# Task directions
Lift out each line of the data that holds "tokenize".

# Data for this exercise
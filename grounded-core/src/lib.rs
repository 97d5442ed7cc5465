//! grounded-core: retrieval, analytics and guardrails for answering questions
//! strictly from sheet data.

pub mod rows;
pub mod tokenize;
pub mod canon;
pub mod intent;
pub mod retrieval;
pub mod scope;
pub mod analytics;
pub mod guardrails;
pub mod prompt;
pub mod completion;
pub mod pipeline;

pub use rows::{
    CrmRow, Dataset, GlossaryRow, GroundingMode, Row, RowRef, SalesRow, Settings, SettingsRow,
    StockRow, TabName,
};
pub use tokenize::{token_overlap_score, tokenize};
pub use canon::CanonicalMap;
pub use intent::{detect_intent, Intent};
pub use retrieval::{retrieve_evidence, Evidence, RetrievalFilters, RetrievedRow};
pub use scope::{normalize_scope, GroupBy, Scope};
pub use analytics::{compute_analysis, Analysis, Metrics, TableRow};
pub use guardrails::{group_sources, needs_refusal, post_validate_response, SourceGroup, REFUSAL};
pub use prompt::{build_system_prompt, build_user_prompt};
pub use completion::{Completion, CompletionError};
pub use pipeline::{answer_question, plan_question, Plan, QaError, QaResponse, Trace};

# Solution below
pub mod tokenize;
pub use tokenize::{token_overlap_score, tokenize};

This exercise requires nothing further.